この一文にひかれ、「トラヴェリング」という言葉が「居場所」として成立する不思議に、僕はあこがれに近いものを感じる。

マンハッタンのアパートメントに住む彼女の居場所は「トラヴェリング」。スパニッシュ・ハーレムで迷い込んだ「猫」に重ね、「アフリカの掘っ立て小屋であれ、なんであれ。」、落ち着く場所が彼女にあれば……、(きっと彼女は幸せだ)。

旅行している=生きている、という人生。

かつて、僕は旅先で出逢った人と「アドレス交換」をしていた。住所、氏名、電話。その電話番号が携帯電話になり、住所の代わりに連絡先が「メールアドレス」になり、今ではすっかりホームページのURLを記すようになった。
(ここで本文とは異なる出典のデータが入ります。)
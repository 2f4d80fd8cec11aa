//! Lifecycle controller for an MCP tool server.
//!
//! [`McpServer`] owns the configuration, the tool registry and, while
//! running, the protocol engine and the bound transport:
//!
//! ```text
//!   Idle ──start──▶ Starting ──ok──▶ Running ──stop──▶ Stopping ──ok──▶ Idle
//!                      │                                   │
//!                      └──err──▶ Idle                      └──err──▶ Faulted
//! ```
//!
//! Every transition is broadcast on the [`EventChannel`] before the call
//! returns. A failed stop leaves handles in an unknown state, so the
//! controller refuses to start again until [`McpServer::acknowledge_fault`]
//! drops them.

use std::sync::Arc;

use serde::Serialize;
use tokio::sync::watch;
use tracing::{Instrument, Span};

use crate::config::{ServerConfig, TransportKind};
use crate::error::{ConfigError, ServerError};
use crate::mcp::engine::{ProtocolEngine, ServerInfo};
use crate::mcp::events::{EventChannel, EventKind, ListenerId, ServerEvent};
use crate::mcp::tools::{ToolDefinition, ToolInfo, ToolRegistry};
use crate::mcp::transport::{
    stdio_source, ConnectionInfo, HttpTransport, StreamSource, StreamTransport, Transport,
    TransportFactory,
};

/// Where the controller is in its lifecycle.
#[derive(Debug, Clone, Copy, PartialEq, Eq, Serialize)]
#[serde(rename_all = "lowercase")]
pub enum RunState {
    /// Nothing bound.
    Idle,
    /// `start()` in progress.
    Starting,
    /// Transport bound and serving.
    Running,
    /// `stop()` in progress.
    Stopping,
    /// A stop failed; waiting for [`McpServer::acknowledge_fault`].
    Faulted,
}

/// Point-in-time snapshot returned by [`McpServer::status`].
#[derive(Debug, Clone, Serialize)]
pub struct ServerStatus {
    /// Whether the transport is bound.
    pub running: bool,
    /// Lifecycle state.
    pub state: RunState,
    /// Registered tools in registration order.
    pub tools: Vec<ToolInfo>,
    /// Connection details, present only while running.
    pub connection: Option<ConnectionInfo>,
}

/// MCP tool server with an explicit start/stop lifecycle.
pub struct McpServer {
    config: ServerConfig,
    state: RunState,
    registry: ToolRegistry,
    engine: Option<Arc<ProtocolEngine>>,
    transport: Option<Box<dyn Transport>>,
    connection: Option<ConnectionInfo>,
    events: Arc<EventChannel>,
    factory: TransportFactory,
    span: Span,
}

impl McpServer {
    /// Creates an idle controller.
    ///
    /// # Errors
    ///
    /// Returns [`ConfigError::ValidationError`] if `config` is invalid.
    pub fn new(
        config: ServerConfig,
        tools: impl IntoIterator<Item = ToolDefinition>,
    ) -> Result<Self, ConfigError> {
        config.validate()?;

        let span = tracing::info_span!("mcp_server", name = %config.name);
        if config.transport == TransportKind::Stream && config.port.is_some() {
            span.in_scope(|| {
                tracing::warn!(port = ?config.port, "Port is ignored by the stream transport");
            });
        }

        let mut registry = ToolRegistry::new();
        for tool in tools {
            if let Some(replaced) = registry.register(tool) {
                span.in_scope(|| {
                    tracing::warn!(tool = %replaced.name, "Replacing previously registered tool");
                });
            }
        }

        let factory = transport_factory(&config, stdio_source());
        Ok(Self {
            config,
            state: RunState::Idle,
            registry,
            engine: None,
            transport: None,
            connection: None,
            events: Arc::new(EventChannel::new()),
            factory,
            span,
        })
    }

    /// Replaces stdin/stdout with another duplex source for the stream
    /// transport. Has no effect in HTTP mode.
    #[must_use]
    pub fn with_stream_io(mut self, source: StreamSource) -> Self {
        if self.config.transport != TransportKind::Stream {
            self.span.in_scope(|| {
                tracing::warn!("Stream source ignored by the {} transport", self.config.transport);
            });
        }
        self.factory = transport_factory(&self.config, source);
        self
    }

    /// Replaces the transport strategy entirely.
    #[must_use]
    pub fn with_transport_factory(mut self, factory: TransportFactory) -> Self {
        self.factory = factory;
        self
    }

    /// Runs every log line and transport task of this controller inside `span`.
    #[must_use]
    pub fn with_span(mut self, span: Span) -> Self {
        self.span = span;
        self
    }

    /// Returns the configuration the controller was built with.
    #[must_use]
    pub const fn config(&self) -> &ServerConfig {
        &self.config
    }

    /// Adds tools. While running they become callable immediately.
    ///
    /// A tool whose name is already registered replaces the earlier one in
    /// place.
    pub fn register_tools(&mut self, tools: impl IntoIterator<Item = ToolDefinition>) {
        let _entered = self.span.enter();
        for tool in tools {
            if let Some(engine) = &self.engine {
                engine.register_operation(tool.clone());
            }
            match self.registry.register(tool) {
                Some(replaced) if self.engine.is_none() => {
                    tracing::warn!(tool = %replaced.name, "Replacing previously registered tool");
                }
                Some(_) => {}
                None => tracing::debug!(tools = self.registry.len(), "Tool registered"),
            }
        }
    }

    /// Binds the transport and starts serving.
    ///
    /// Calling `start` while already running logs a warning and does nothing.
    ///
    /// # Errors
    ///
    /// Returns [`ServerError::Faulted`] after an unacknowledged failed stop,
    /// or the transport error if binding fails. Either way `start-failed` is
    /// emitted first.
    pub async fn start(&mut self) -> Result<(), ServerError> {
        let span = self.span.clone();
        self.start_inner().instrument(span).await
    }

    async fn start_inner(&mut self) -> Result<(), ServerError> {
        match self.state {
            RunState::Idle => {}
            RunState::Running => {
                tracing::warn!("Server already running; start ignored");
                return Ok(());
            }
            RunState::Starting | RunState::Stopping => {
                // Only reachable if an earlier start/stop future was dropped mid-flight.
                tracing::error!(state = ?self.state, "Previous lifecycle call was interrupted");
                self.state = RunState::Faulted;
                return Err(self.broadcast_start_failure(ServerError::Faulted));
            }
            RunState::Faulted => {
                tracing::warn!("Start refused while faulted");
                return Err(self.broadcast_start_failure(ServerError::Faulted));
            }
        }

        self.state = RunState::Starting;
        self.events.emit(&ServerEvent::Starting);
        tracing::info!(
            version = %self.config.version,
            transport = %self.config.transport,
            "Starting MCP server"
        );

        let engine = Arc::new(ProtocolEngine::new(ServerInfo::from(&self.config)));
        for tool in self.registry.snapshot() {
            engine.register_operation(tool);
        }

        let mut transport = (self.factory)();
        match transport
            .open(Arc::clone(&engine), Arc::clone(&self.events))
            .await
        {
            Ok(connection) => {
                let tools = engine.operations();
                self.engine = Some(engine);
                self.transport = Some(transport);
                self.state = RunState::Running;

                tracing::info!(?connection, tools = tools.len(), "MCP server ready");
                self.events.emit(&ServerEvent::Ready {
                    connection: &connection,
                    tools: &tools,
                });
                self.connection = Some(connection);
                Ok(())
            }
            Err(e) => {
                drop(transport);
                if let Err(close_err) = engine.close() {
                    tracing::warn!(error = %close_err, "Engine close after failed start");
                }
                self.state = RunState::Idle;

                let error = ServerError::from(e);
                tracing::error!(error = %error, "Failed to start MCP server");
                Err(self.broadcast_start_failure(error))
            }
        }
    }

    fn broadcast_start_failure(&self, error: ServerError) -> ServerError {
        self.events.emit(&ServerEvent::StartFailed { error: &error });
        error
    }

    /// Closes the transport, then the engine.
    ///
    /// Calling `stop` while not running logs a warning and does nothing.
    ///
    /// # Errors
    ///
    /// Returns the first teardown error. The controller is then
    /// [`RunState::Faulted`] and `stop-failed` has been emitted.
    pub async fn stop(&mut self) -> Result<(), ServerError> {
        let span = self.span.clone();
        self.stop_inner().instrument(span).await
    }

    async fn stop_inner(&mut self) -> Result<(), ServerError> {
        if self.state != RunState::Running {
            tracing::warn!(state = ?self.state, "Server not running; stop ignored");
            return Ok(());
        }

        self.state = RunState::Stopping;
        self.events.emit(&ServerEvent::Stopping);
        tracing::info!("Stopping MCP server");

        match self.teardown().await {
            Ok(()) => {
                self.transport = None;
                self.engine = None;
                self.connection = None;
                self.state = RunState::Idle;

                tracing::info!("MCP server stopped");
                self.events.emit(&ServerEvent::Stopped);
                Ok(())
            }
            Err(error) => {
                tracing::error!(error = %error, "Failed to stop MCP server");
                self.state = RunState::Faulted;
                self.events.emit(&ServerEvent::StopFailed { error: &error });
                Err(error)
            }
        }
    }

    async fn teardown(&mut self) -> Result<(), ServerError> {
        if let Some(transport) = self.transport.as_mut() {
            transport.close().await?;
        }
        if let Some(engine) = &self.engine {
            engine.close()?;
        }
        Ok(())
    }

    /// Stops, then starts with a fresh engine and transport.
    ///
    /// # Errors
    ///
    /// Returns the stop error without attempting a start, or the start error.
    pub async fn restart(&mut self) -> Result<(), ServerError> {
        self.stop().await?;
        self.start().await
    }

    /// Leaves [`RunState::Faulted`], dropping whatever the failed stop left
    /// behind. Does nothing in any other state.
    pub fn acknowledge_fault(&mut self) {
        let _entered = self.span.enter();
        if self.state != RunState::Faulted {
            tracing::warn!(state = ?self.state, "No fault to acknowledge");
            return;
        }

        // Dropping the transport aborts its background task.
        self.transport = None;
        if let Some(engine) = self.engine.take() {
            if !engine.is_closed() {
                if let Err(e) = engine.close() {
                    tracing::warn!(error = %e, "Engine close during fault recovery");
                }
            }
        }
        self.connection = None;
        self.state = RunState::Idle;
        tracing::info!("Fault acknowledged; server idle");
    }

    /// Returns `true` while the transport is bound.
    #[must_use]
    pub fn is_running(&self) -> bool {
        self.state == RunState::Running
    }

    /// Returns the lifecycle state.
    #[must_use]
    pub const fn state(&self) -> RunState {
        self.state
    }

    /// Returns an owned snapshot of the controller.
    #[must_use]
    pub fn status(&self) -> ServerStatus {
        ServerStatus {
            running: self.is_running(),
            state: self.state,
            tools: self.registry.infos(),
            connection: self.connection.clone(),
        }
    }

    /// Returns the event channel.
    #[must_use]
    pub const fn events(&self) -> &Arc<EventChannel> {
        &self.events
    }

    /// Subscribes `listener` to events of `kind`.
    pub fn on<F>(&self, kind: EventKind, listener: F) -> ListenerId
    where
        F: Fn(&ServerEvent<'_>) + Send + Sync + 'static,
    {
        self.events.on(kind, listener)
    }

    /// Returns a receiver that flips to `true` when the stream peer closes
    /// its input. `None` when not running or when the transport has no
    /// notion of a peer closing (HTTP).
    #[must_use]
    pub fn transport_closed(&self) -> Option<watch::Receiver<bool>> {
        self.transport.as_ref().and_then(|t| t.closed_signal())
    }
}

impl std::fmt::Debug for McpServer {
    fn fmt(&self, f: &mut std::fmt::Formatter<'_>) -> std::fmt::Result {
        f.debug_struct("McpServer")
            .field("config", &self.config)
            .field("state", &self.state)
            .field("tools", &self.registry.len())
            .field("connection", &self.connection)
            .finish_non_exhaustive()
    }
}

fn transport_factory(config: &ServerConfig, source: StreamSource) -> TransportFactory {
    match config.transport {
        TransportKind::Stream => {
            Box::new(move || Box::new(StreamTransport::new(Arc::clone(&source))) as Box<dyn Transport>)
        }
        TransportKind::Http => {
            let port = config.port;
            Box::new(move || Box::new(HttpTransport::new(port)) as Box<dyn Transport>)
        }
    }
}
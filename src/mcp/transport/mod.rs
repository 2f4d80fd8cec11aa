//! Transports carrying MCP messages.
//!
//! Both strategies sit behind [`Transport`]: `open` binds and starts
//! serving, `close` stops accepting work and waits for the background task
//! to finish. Dropping a transport aborts whatever it still runs.
//!
//! - [`StreamTransport`]: newline-delimited JSON-RPC over a duplex stream
//!   (stdin/stdout by default), one stateful session for the connection.
//! - [`HttpTransport`]: stateless JSON-RPC over `POST /mcp` on loopback,
//!   one isolated session per request.

mod http;
mod stream;

pub use http::{router, HttpState, HttpTransport, MCP_PATH};
pub use stream::{
    stdio_source, BoxedReader, BoxedWriter, LentReader, LineChannel, ReaderPool, StreamSource,
    StreamTransport,
};

use std::sync::Arc;

use async_trait::async_trait;
use serde::Serialize;
use tokio::sync::watch;

use crate::error::TransportError;
use crate::mcp::engine::ProtocolEngine;
use crate::mcp::events::EventChannel;

/// Where a running server can be reached.
#[derive(Debug, Clone, PartialEq, Eq, Serialize)]
#[serde(tag = "transport", rename_all = "lowercase")]
pub enum ConnectionInfo {
    /// Reachable over the process's duplex stream.
    Stream,
    /// Reachable over HTTP.
    Http {
        /// Host name clients should use.
        host: String,
        /// Bound port.
        port: u16,
    },
}

/// A bindable connection strategy.
#[async_trait]
pub trait Transport: Send {
    /// Binds the transport and starts handing messages to `engine`.
    ///
    /// On failure nothing stays bound.
    async fn open(
        &mut self,
        engine: Arc<ProtocolEngine>,
        events: Arc<EventChannel>,
    ) -> Result<ConnectionInfo, TransportError>;

    /// Stops accepting work and waits for in-flight work to finish.
    async fn close(&mut self) -> Result<(), TransportError>;

    /// Flips to `true` when the peer ends the connection on its own.
    fn closed_signal(&self) -> Option<watch::Receiver<bool>> {
        None
    }
}

/// Builds a fresh transport for each start.
pub type TransportFactory = Box<dyn Fn() -> Box<dyn Transport> + Send + Sync>;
「定住」というのが「家」なら、僕は今住んでいるところに来年居るのかすら分からない。そういう現状を「トラヴェリング」と考えると、なぜかしっくり来る。時代のせいだろうか。

カポーティはホリーを「不思議」な人物として描いたのか、「新しい」人物として描いたのか。仮に後者だとすれば、この作品の発表から50年ほどの間に、世界は「新しく」なった。

トラヴェリング。旅行中。「だから連絡はつかない」という自由が、「どこにいてもココなら大丈夫」という携帯電話・Eメールまで、「新しい時代」になった現在の、「トラヴェリング(旅行中)」という生き方に、なんとなく、やっぱり、あこがれたりする。